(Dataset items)
=== Section Start ===
//! Index specification types.

use serde::{Deserialize, Serialize};
use serde_json::{json, Value};

/// Describes a named collection of documents and the shape of its documents.
///
/// The mapping is passed to the service as-is; field types and analyzers are
/// interpreted by the service, never by the client.
#[derive(Debug, Clone, Serialize, Deserialize, PartialEq)]
pub struct IndexSpec {
    /// The index name.
    pub name: String,
    /// The mapping, e.g. `{"properties": {"title": {"type": "text"}}}`.
    pub mappings: Value,
    /// Optional index settings (shards, replicas, refresh interval, ...).
    #[serde(default, skip_serializing_if = "Option::is_none")]
    pub settings: Option<Value>,
}

impl IndexSpec {
    /// Create an index specification with a mapping and no explicit settings.
    pub fn new(name: impl Into<String>, mappings: Value) -> Self {
        Self {
            name: name.into(),
            mappings,
            settings: None,
        }
    }

    /// Attach index settings.
    pub fn with_settings(mut self, settings: Value) -> Self {
        self.settings = Some(settings);
        self
    }

    /// The request body used to create the index.
    pub fn create_body(&self) -> Value {
        match &self.settings {
            Some(settings) => json!({
                "settings": settings,
                "mappings": self.mappings,
            }),
            None => json!({ "mappings": self.mappings }),
        }
    }
}

#[cfg(test)]
mod tests {
    use super::*;

    #[test]
    fn test_create_body_without_settings() {
        let spec = IndexSpec::new(
            "courses",
            json!({ "properties": { "title": { "type": "text" } } }),
        );

        let body = spec.create_body();
        assert_eq!(body["mappings"]["properties"]["title"]["type"], "text");
        assert!(body.get("settings").is_none());
    }

    #[test]
    fn test_create_body_with_settings() {
        let spec = IndexSpec::new("courses", json!({ "properties": {} }))
            .with_settings(json!({ "number_of_shards": 1, "number_of_replicas": 1 }));

        let body = spec.create_body();
        assert_eq!(body["settings"]["number_of_shards"], 1);
        assert!(body["mappings"]["properties"].is_object());
    }
}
=== Section End ===
Go through the data and count each line that has the word "json", then give the total alone.

> **Result of this exercise**: 6